Pour célébrer le retour du printemps, nous vous offrons ce beau texte de Charles Péguy (1873-1914), extrait du Mystère des Saints Innocents, publié en 1912.
Au cours de cette longue méditation sur l’enfance, filant la métaphore du bourgeon, il le transforme en symbole d’espérance.

« Sans un bourgeon qui est une fois venu, l’arbre ne serait pas. Sans ces milliers de bourgeons, qui viennent une fois au fin commencement d’avril et peut-être dans les derniers jours de mars, rien ne durerait, l’arbre ne durerait pas, et ne tiendrait pas sa place d’arbre, sans cette sève qui monte et pleure au mois de mai, sans ces milliers de bourgeons qui pointent tendrement à l’aisselle des dures branches.(…)
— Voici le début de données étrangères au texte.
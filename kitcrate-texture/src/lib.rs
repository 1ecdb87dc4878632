//! Procedural panel textures for kitcrate garments
//!
//! This crate rasterizes the front, back and sleeve panels from a
//! [`GarmentConfig`](kitcrate_core::GarmentConfig): a base fill, an optional
//! pattern overlay, the logo and outlined bitmap-font text.

pub mod font;
pub mod logo;
pub mod pattern;
pub mod surface;
pub mod synth;

pub use font::{draw_text, text_bounds, TextBaseline, TextStyle};
pub use logo::{load_logo, LogoPoll, PendingLogo};
pub use pattern::apply_pattern;
pub use surface::{CoverageMask, RasterSurface};
pub use synth::{PanelSet, TextureSynthesizer, PANEL_SIZE, SLEEVE_SIZE};
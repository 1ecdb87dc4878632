//! Construction of the preview models and panel texture assignment

use std::f32::consts::PI;
use std::sync::Arc;

use kitcrate_core::{Material, MaterialSlots, PanelTexture, Result, Rgb, Transform3D};
use tracing::debug;

use crate::model::{GarmentModel, MeshPart, ModelKind, PartKind, PreviewModel, WornModel};
use crate::primitives::{box_mesh, cylinder_mesh, sphere_mesh};

/// Torso box slot facing +z
pub const FRONT_SLOT: usize = 4;
/// Torso box slot facing -z
pub const BACK_SLOT: usize = 5;

pub const GARMENT_ROUGHNESS: f32 = 0.7;
pub const GARMENT_METALNESS: f32 = 0.1;

/// Shown on the garment until the first panel textures arrive
pub const PLACEHOLDER_COLOR: Rgb = Rgb::from_u32(0xff0000);
pub const SKIN_COLOR: Rgb = Rgb::from_u32(0xffdbac);
pub const DARK_COLOR: Rgb = Rgb::from_u32(0x1a1a1a);
pub const BODY_ROUGHNESS: f32 = 0.8;

/// Height of the garment above the mannequin origin when worn
pub const WORN_GARMENT_OFFSET: f32 = 0.3;

fn placeholder() -> MaterialSlots {
    MaterialSlots::Single(Material::standard(PLACEHOLDER_COLOR, GARMENT_ROUGHNESS, GARMENT_METALNESS))
}

fn body_material(color: Rgb) -> MaterialSlots {
    MaterialSlots::Single(Material::standard(color, BODY_ROUGHNESS, 0.0))
}

/// Torso, sleeves and collar around the origin, dressed in the placeholder material
pub fn build_garment_only() -> Result<GarmentModel> {
    let torso = Arc::new(box_mesh(2.0, 2.5, 0.3)?);
    let sleeve = Arc::new(cylinder_mesh(0.25, 0.22, 1.2, 16)?);
    let collar = Arc::new(cylinder_mesh(0.5, 0.55, 0.2, 32)?);

    let garment = GarmentModel {
        transform: Transform3D::identity(),
        torso: MeshPart::new(PartKind::Torso, torso, Transform3D::identity(), placeholder()),
        left_sleeve: MeshPart::new(
            PartKind::LeftSleeve,
            sleeve.clone(),
            Transform3D::translation(-1.2, -0.3, 0.0).with_rotation_z(PI / 2.5),
            placeholder(),
        ),
        right_sleeve: MeshPart::new(
            PartKind::RightSleeve,
            sleeve,
            Transform3D::translation(1.2, -0.3, 0.0).with_rotation_z(-PI / 2.5),
            placeholder(),
        ),
        collar: MeshPart::new(
            PartKind::Collar,
            collar,
            Transform3D::translation(0.0, 1.35, 0.0),
            placeholder(),
        ),
    };

    debug!("Built garment model");
    Ok(garment)
}

/// The garment raised onto a mannequin with head, neck, waist, legs and arms
pub fn build_worn_model() -> Result<WornModel> {
    let mut garment = build_garment_only()?;
    garment.transform = Transform3D::translation(0.0, WORN_GARMENT_OFFSET, 0.0);

    let head = Arc::new(sphere_mesh(0.4, 32, 32)?);
    let neck = Arc::new(cylinder_mesh(0.2, 0.25, 0.3, 16)?);
    let waist = Arc::new(cylinder_mesh(0.9, 0.85, 0.6, 32)?);
    let leg = Arc::new(cylinder_mesh(0.25, 0.22, 1.8, 16)?);
    let arm = Arc::new(cylinder_mesh(0.15, 0.14, 1.5, 16)?);

    let worn = WornModel {
        transform: Transform3D::identity(),
        head: MeshPart::new(
            PartKind::Head,
            head,
            Transform3D::translation(0.0, 2.2, 0.0),
            body_material(SKIN_COLOR),
        ),
        neck: MeshPart::new(
            PartKind::Neck,
            neck,
            Transform3D::translation(0.0, 1.85, 0.0),
            body_material(SKIN_COLOR),
        ),
        garment,
        waist: MeshPart::new(
            PartKind::Waist,
            waist,
            Transform3D::translation(0.0, -1.3, 0.0),
            body_material(DARK_COLOR),
        ),
        left_leg: MeshPart::new(
            PartKind::LeftLeg,
            leg.clone(),
            Transform3D::translation(-0.35, -2.5, 0.0),
            body_material(DARK_COLOR),
        ),
        right_leg: MeshPart::new(
            PartKind::RightLeg,
            leg,
            Transform3D::translation(0.35, -2.5, 0.0),
            body_material(DARK_COLOR),
        ),
        left_arm: MeshPart::new(
            PartKind::LeftArm,
            arm.clone(),
            Transform3D::translation(-1.4, -0.5, 0.0).with_rotation_z(PI / 6.0),
            body_material(SKIN_COLOR),
        ),
        right_arm: MeshPart::new(
            PartKind::RightArm,
            arm,
            Transform3D::translation(1.4, -0.5, 0.0).with_rotation_z(-PI / 6.0),
            body_material(SKIN_COLOR),
        ),
    };

    debug!("Built worn model");
    Ok(worn)
}

pub fn build_model(kind: ModelKind) -> Result<PreviewModel> {
    Ok(match kind {
        ModelKind::GarmentOnly => PreviewModel::GarmentOnly(build_garment_only()?),
        ModelKind::Worn => PreviewModel::Worn(build_worn_model()?),
    })
}

/// Dress the garment in freshly synthesized panels
///
/// The torso's front and back faces show the front and back panels; its
/// remaining faces, the sleeves and the collar all show the sleeve panel.
/// Previous assignments are replaced wholesale.
pub fn assign_panel_textures(
    garment: &mut GarmentModel,
    front: Arc<PanelTexture>,
    back: Arc<PanelTexture>,
    sleeve: Arc<PanelTexture>,
) {
    let textured = |texture: &Arc<PanelTexture>| Material::textured(texture.clone(), GARMENT_ROUGHNESS, GARMENT_METALNESS);

    let torso_faces = std::array::from_fn(|slot| match slot {
        FRONT_SLOT => textured(&front),
        BACK_SLOT => textured(&back),
        _ => textured(&sleeve),
    });
    garment.torso.materials = MaterialSlots::BoxFaces(torso_faces);

    for part in [&mut garment.left_sleeve, &mut garment.right_sleeve, &mut garment.collar] {
        part.materials = MaterialSlots::Single(textured(&sleeve));
    }

    debug!(
        "Assigned panels front={} back={} sleeve={}",
        front.id().value(),
        back.id().value(),
        sleeve.id().value()
    );
}

#[cfg(test)]
mod tests {
    use super::*;
    use approx::assert_relative_eq;
    use image::RgbaImage;
    use kitcrate_core::{Point3f, TextureId};

    fn panel() -> Arc<PanelTexture> {
        Arc::new(PanelTexture::new(RgbaImage::new(2, 2)))
    }

    fn texture_id(material: &Material) -> Option<TextureId> {
        material.texture.as_ref().map(|t| t.id())
    }

    #[test]
    fn test_garment_layout() {
        let garment = build_garment_only().unwrap();
        assert_eq!(garment.torso.mesh.material_slot_count(), 6);
        assert!(Arc::ptr_eq(&garment.left_sleeve.mesh, &garment.right_sleeve.mesh));
        assert_relative_eq!(garment.collar.transform.position.y, 1.35);
        assert_relative_eq!(garment.left_sleeve.transform.rotation.z, PI / 2.5);
        assert_relative_eq!(garment.right_sleeve.transform.rotation.z, -PI / 2.5);
        for part in garment.parts() {
            assert!(part.kind.is_garment());
            assert_eq!(part.materials.slot(0).color, PLACEHOLDER_COLOR);
        }
    }

    #[test]
    fn test_worn_layout() {
        let worn = build_worn_model().unwrap();
        assert_relative_eq!(worn.garment.transform.position.y, WORN_GARMENT_OFFSET);
        assert_relative_eq!(worn.head.transform.position.y, 2.2);
        assert_relative_eq!(worn.left_arm.transform.rotation.z, PI / 6.0);
        assert_relative_eq!(worn.left_leg.transform.position.x, -0.35);
        assert_eq!(worn.waist.materials.slot(0).color, DARK_COLOR);
        assert_eq!(worn.head.materials.slot(0).color, SKIN_COLOR);
        assert!(worn.body_parts().iter().all(|p| !p.kind.is_garment()));
    }

    #[test]
    fn test_assign_panels() {
        let mut model = build_model(ModelKind::Worn).unwrap();
        let (front, back, sleeve) = (panel(), panel(), panel());
        assign_panel_textures(model.garment_mut(), front.clone(), back.clone(), sleeve.clone());

        let garment = model.garment();
        let torso = &garment.torso.materials;
        assert_eq!(torso.len(), 6);
        assert_eq!(texture_id(torso.slot(FRONT_SLOT)), Some(front.id()));
        assert_eq!(texture_id(torso.slot(BACK_SLOT)), Some(back.id()));
        for slot in 0..4 {
            assert_eq!(texture_id(torso.slot(slot)), Some(sleeve.id()));
        }
        for part in [&garment.left_sleeve, &garment.right_sleeve, &garment.collar] {
            assert_eq!(part.materials.len(), 1);
            assert_eq!(texture_id(part.materials.slot(0)), Some(sleeve.id()));
            assert_eq!(part.materials.slot(0).color, Rgb::WHITE);
            assert_relative_eq!(part.materials.slot(0).roughness, GARMENT_ROUGHNESS);
        }

        if let PreviewModel::Worn(worn) = &model {
            for part in worn.body_parts() {
                assert!(part.materials.slot(0).texture.is_none());
            }
        } else {
            panic!("expected worn model");
        }
    }

    #[test]
    fn test_reassignment_replaces_slots() {
        let mut garment = build_garment_only().unwrap();
        assign_panel_textures(&mut garment, panel(), panel(), panel());
        let next_front = panel();
        assign_panel_textures(&mut garment, next_front.clone(), panel(), panel());
        assert_eq!(texture_id(garment.torso.materials.slot(FRONT_SLOT)), Some(next_front.id()));
    }

    #[test]
    fn test_world_matrices_follow_hierarchy() {
        let mut model = build_model(ModelKind::Worn).unwrap();
        let collar_world = |model: &PreviewModel| {
            let part = model
                .parts()
                .into_iter()
                .find(|p| p.part.kind == PartKind::Collar)
                .unwrap();
            part.world.transform_point(&Point3f::origin())
        };

        // Collar sits at 1.35 within the garment, raised 0.3 when worn
        assert_relative_eq!(collar_world(&model), Point3f::new(0.0, 1.65, 0.0), epsilon = 1e-5);
        assert_eq!(model.parts().len(), 11);

        model.set_rotation(0.0, PI);
        assert_relative_eq!(collar_world(&model), Point3f::new(0.0, 1.65, 0.0), epsilon = 1e-5);
        model.set_rotation(PI / 2.0, 0.0);
        assert_relative_eq!(collar_world(&model), Point3f::new(0.0, 0.0, 1.65), epsilon = 1e-5);

        let garment_only = build_model(ModelKind::GarmentOnly).unwrap();
        assert_eq!(garment_only.parts().len(), 4);
    }
}
//! Drag-to-rotate input with eased rotation

use std::f32::consts::PI;

/// Radians of rotation per pixel dragged
pub const ROTATION_SPEED: f32 = 0.005;
/// Pitch is limited to this magnitude
pub const MAX_PITCH: f32 = PI / 3.0;
/// Fraction of the remaining distance covered per frame
pub const SMOOTHING: f32 = 0.1;

/// Model rotation: `x` is pitch, `y` is yaw, both in radians
#[derive(Debug, Clone, Copy, PartialEq, Default)]
pub struct OrbitRotation {
    pub x: f32,
    pub y: f32,
}

/// Pointer and touch input in window pixels
#[derive(Debug, Clone, Copy, PartialEq)]
pub enum InputEvent {
    PointerDown { x: f64, y: f64 },
    PointerMove { x: f64, y: f64 },
    PointerUp,
    PointerLeave,
    /// `touches` is the number of fingers down after this event
    TouchStart { touches: usize, x: f64, y: f64 },
    TouchMove { touches: usize, x: f64, y: f64 },
    TouchEnd,
}

/// Turns drags into a target rotation and eases towards it
#[derive(Debug, Clone, Default)]
pub struct OrbitController {
    dragging: bool,
    previous_position: (f64, f64),
    target: OrbitRotation,
    current: OrbitRotation,
}

impl OrbitController {
    pub fn new() -> Self {
        Self::default()
    }

    pub fn is_dragging(&self) -> bool {
        self.dragging
    }

    pub fn target(&self) -> OrbitRotation {
        self.target
    }

    pub fn current(&self) -> OrbitRotation {
        self.current
    }

    pub fn handle(&mut self, event: InputEvent) {
        match event {
            InputEvent::PointerDown { x, y } | InputEvent::TouchStart { touches: 1, x, y } => {
                self.dragging = true;
                self.previous_position = (x, y);
            }
            InputEvent::PointerMove { x, y } | InputEvent::TouchMove { touches: 1, x, y } => {
                self.drag_to(x, y);
            }
            InputEvent::PointerUp | InputEvent::PointerLeave | InputEvent::TouchEnd => {
                self.dragging = false;
            }
            // Multi-touch gestures are not rotations
            InputEvent::TouchStart { .. } | InputEvent::TouchMove { .. } => {}
        }
    }

    fn drag_to(&mut self, x: f64, y: f64) {
        if !self.dragging {
            return;
        }
        let dx = (x - self.previous_position.0) as f32;
        let dy = (y - self.previous_position.1) as f32;

        self.target.y += dx * ROTATION_SPEED;
        self.target.x = (self.target.x + dy * ROTATION_SPEED).clamp(-MAX_PITCH, MAX_PITCH);

        self.previous_position = (x, y);
    }

    /// Advance the current rotation one frame towards the target
    pub fn step(&mut self) -> OrbitRotation {
        self.current.x += (self.target.x - self.current.x) * SMOOTHING;
        self.current.y += (self.target.y - self.current.y) * SMOOTHING;
        self.current
    }
}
II faut que toute place soit tenue. Toute vie vient de tendresse. Toute vie vient de ce tendre, de ce fin bourgeon d’avril, et de cette sève qui pleure en mai, et de la ouate et du coton de ce fin bourgeon blanc qui est vêtu, qui est chaudement, qui est tendrement protégé d’un flocon, d’une toison d’une laine végétale, d’une laine d’arbre. En ce flocon cotonneux est le secret de toute vie. La rude écorce a l’air d’une cuirasse, en comparaison de ce tendre bourgeon. Mais la rude écorce n’est rien, que du bourgeon durci, que du bourgeon vieilli. Et c’est pour cela que le tendre bourgeon perce toujours, jaillit toujours dessous la dure écorce. (…)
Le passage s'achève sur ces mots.